The problem there is that private insurance, even through the exchanges, requires a deductible that would be unaffordable to people with such low incomes. Hospitals are predicting that, rather than pay the increased costs of care, patients close to the poverty line would present themselves at emergency rooms in order to get free care. This anticipated result of Gov. Walker’s policies would make health care less accessible for people near the poverty level while worsening the quality of care, but with Republicans in full control of state government, the governor’s proposals are expected to be approved.

Another disparity which has grown larger, according to the AHRQ report, is in the quality of care for advanced state breast cancer between Caucasian woman and those of African descent. Race is sometimes used as a surrogate measure of income, but in this case there may be a genetic factor which exacerbates the problem. There is a relatively rare, but particularly aggressive form of breast cancer known as inflammatory breast cancer. Although this type only represents 1% to 5% of all cases, it is disproportionately seen in women of African ancestry. According to the National Cancer Institute, “Because inflammatory breast cancer usually develops quickly and spreads aggressively to other parts of the body, women diagnosed with this disease, in general, do not survive as long as women diagnosed with other types of breast cancer.” From 1988 to 2001, women diagnosed with inflammatory breast cancer had only about a 33% chance of surviving for 5 years after diagnosis, while women with other forms of breast cancer had an 87% likelihood of 5-year survival. In this case, reduced access to care, delayed care, translates to death.
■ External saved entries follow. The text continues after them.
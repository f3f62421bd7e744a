//! Mock SMTP relay speaking the full transaction, with failure injection.
#![allow(dead_code)] // shared test utility, not every test uses every knob

use std::{
    net::SocketAddr,
    sync::{
        Arc,
        atomic::{AtomicBool, AtomicUsize, Ordering},
    },
    time::Duration,
};

use tokio::{
    io::{AsyncBufReadExt, AsyncWriteExt, BufReader},
    net::{TcpListener, TcpStream},
    sync::RwLock,
    time::timeout,
};

#[derive(Clone)]
struct RelayConfig {
    mail_code: u16,
    rcpt_code: u16,
    data_end_code: u16,
    hang_on_mail_attempt: Option<usize>,
}

impl Default for RelayConfig {
    fn default() -> Self {
        Self {
            mail_code: 250,
            rcpt_code: 250,
            data_end_code: 250,
            hang_on_mail_attempt: None,
        }
    }
}

/// In-process relay that accepts or rejects deliveries as configured.
pub struct MockRelay {
    addr: SocketAddr,
    commands: Arc<RwLock<Vec<String>>>,
    messages: Arc<RwLock<Vec<String>>>,
    mail_attempts: Arc<AtomicUsize>,
    shutdown: Arc<AtomicBool>,
}

impl MockRelay {
    #[must_use]
    pub fn builder() -> MockRelayBuilder {
        MockRelayBuilder {
            config: RelayConfig::default(),
        }
    }

    pub async fn start() -> std::io::Result<Self> {
        Self::builder().build().await
    }

    #[must_use]
    pub fn addr_string(&self) -> String {
        self.addr.to_string()
    }

    /// Every command line received, across all connections.
    pub async fn commands(&self) -> Vec<String> {
        self.commands.read().await.clone()
    }

    /// Complete message payloads accepted after DATA.
    pub async fn messages(&self) -> Vec<String> {
        self.messages.read().await.clone()
    }

    /// Number of MAIL FROM commands seen, i.e. transaction attempts.
    #[must_use]
    pub fn mail_attempts(&self) -> usize {
        self.mail_attempts.load(Ordering::Relaxed)
    }

    pub fn shutdown(&self) {
        self.shutdown.store(true, Ordering::Relaxed);
    }

    async fn handle(
        mut stream: TcpStream,
        config: Arc<RelayConfig>,
        commands: Arc<RwLock<Vec<String>>>,
        messages: Arc<RwLock<Vec<String>>>,
        mail_attempts: Arc<AtomicUsize>,
    ) -> std::io::Result<()> {
        let (reader, mut writer) = stream.split();
        let mut reader = BufReader::new(reader);
        let mut line = String::new();

        writer.write_all(b"220 mock relay ready\r\n").await?;
        writer.flush().await?;

        loop {
            line.clear();
            let Ok(Ok(n)) = timeout(Duration::from_secs(10), reader.read_line(&mut line)).await
            else {
                return Ok(());
            };
            if n == 0 {
                return Ok(());
            }

            let cmd = line.trim().to_string();
            commands.write().await.push(cmd.clone());

            let verb = cmd
                .split_whitespace()
                .next()
                .unwrap_or_default()
                .to_uppercase();
            let reply = match verb.as_str() {
                "EHLO" => "250-mock relay\r\n250 PIPELINING\r\n".to_string(),
                "NOOP" => "250 ok\r\n".to_string(),
                "AUTH" => "235 authenticated\r\n".to_string(),
                "MAIL" => {
                    let attempt = mail_attempts.fetch_add(1, Ordering::Relaxed) + 1;
                    if config.hang_on_mail_attempt == Some(attempt) {
                        // Park without replying to keep the client waiting.
                        tokio::time::sleep(Duration::from_secs(3600)).await;
                        return Ok(());
                    }
                    format!("{} ok\r\n", config.mail_code)
                }
                "RCPT" => format!("{} ok\r\n", config.rcpt_code),
                "DATA" => {
                    writer.write_all(b"354 go ahead\r\n").await?;
                    writer.flush().await?;

                    let mut payload = String::new();
                    loop {
                        line.clear();
                        let n = reader.read_line(&mut line).await?;
                        if n == 0 {
                            return Ok(());
                        }
                        if line.trim_end() == "." {
                            break;
                        }
                        payload.push_str(&line);
                    }
                    messages.write().await.push(payload);
                    format!("{} accepted\r\n", config.data_end_code)
                }
                "QUIT" => {
                    writer.write_all(b"221 bye\r\n").await?;
                    writer.flush().await?;
                    return Ok(());
                }
                _ => "250 ok\r\n".to_string(),
            };
            writer.write_all(reply.as_bytes()).await?;
            writer.flush().await?;
        }
    }
}

pub struct MockRelayBuilder {
    config: RelayConfig,
}

impl MockRelayBuilder {
    /// Code returned to MAIL FROM (451 to inject a transient failure).
    #[must_use]
    pub const fn with_mail_code(mut self, code: u16) -> Self {
        self.config.mail_code = code;
        self
    }

    #[must_use]
    pub const fn with_rcpt_code(mut self, code: u16) -> Self {
        self.config.rcpt_code = code;
        self
    }

    /// Code returned after the end-of-data marker.
    #[must_use]
    pub const fn with_data_end_code(mut self, code: u16) -> Self {
        self.config.data_end_code = code;
        self
    }

    /// Stop replying on the Nth MAIL FROM (counted across connections),
    /// stalling that transaction until the client times out.
    #[must_use]
    pub const fn with_hang_on_mail_attempt(mut self, attempt: usize) -> Self {
        self.config.hang_on_mail_attempt = Some(attempt);
        self
    }

    pub async fn build(self) -> std::io::Result<MockRelay> {
        let listener = TcpListener::bind("127.0.0.1:0").await?;
        let addr = listener.local_addr()?;

        let config = Arc::new(self.config);
        let commands = Arc::new(RwLock::new(Vec::new()));
        let messages = Arc::new(RwLock::new(Vec::new()));
        let mail_attempts = Arc::new(AtomicUsize::new(0));
        let shutdown = Arc::new(AtomicBool::new(false));

        let accept_config = Arc::clone(&config);
        let accept_commands = Arc::clone(&commands);
        let accept_messages = Arc::clone(&messages);
        let accept_attempts = Arc::clone(&mail_attempts);
        let accept_shutdown = Arc::clone(&shutdown);

        tokio::spawn(async move {
            loop {
                if accept_shutdown.load(Ordering::Relaxed) {
                    break;
                }
                let accepted = timeout(Duration::from_millis(100), listener.accept()).await;
                if let Ok(Ok((stream, _peer))) = accepted {
                    let config = Arc::clone(&accept_config);
                    let commands = Arc::clone(&accept_commands);
                    let messages = Arc::clone(&accept_messages);
                    let attempts = Arc::clone(&accept_attempts);
                    tokio::spawn(async move {
                        let _ =
                            MockRelay::handle(stream, config, commands, messages, attempts).await;
                    });
                }
            }
        });

        Ok(MockRelay {
            addr,
            commands,
            messages,
            mail_attempts,
            shutdown,
        })
    }
}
There are many identified areas for improvement listed in the ARHQ report, but this may be the most significant: “Of the quality measures related to treatment of acute illness or injury, more than 80% showed improvement. In contrast, only about 40% of quality measures related to preventive care and chronic disease management showed improvement.” Once a person has been admitted to an acute care hospital, the American health system may actually be the best in the world, but in the basics of health, preventive care, a healthful diet, immunizations, our system is in decline for all but the most affluent. In his book, The Price of Inequality, Prof. Joseph Stiglitz writes “Economists marvel at our health care sector and its ability to deliver less for more: health outcomes are worse in the United States than in almost all other advanced industrial countries and yet the United States spends absolutely more per capita, and more as a percentage of GDP by a considerable amount.” Obamacare, fully implemented, if not undermined by right wing governors and pizza barons, will improve the system, but not enough. The marvels of American health care show no signs of abating, and that’s a national shame.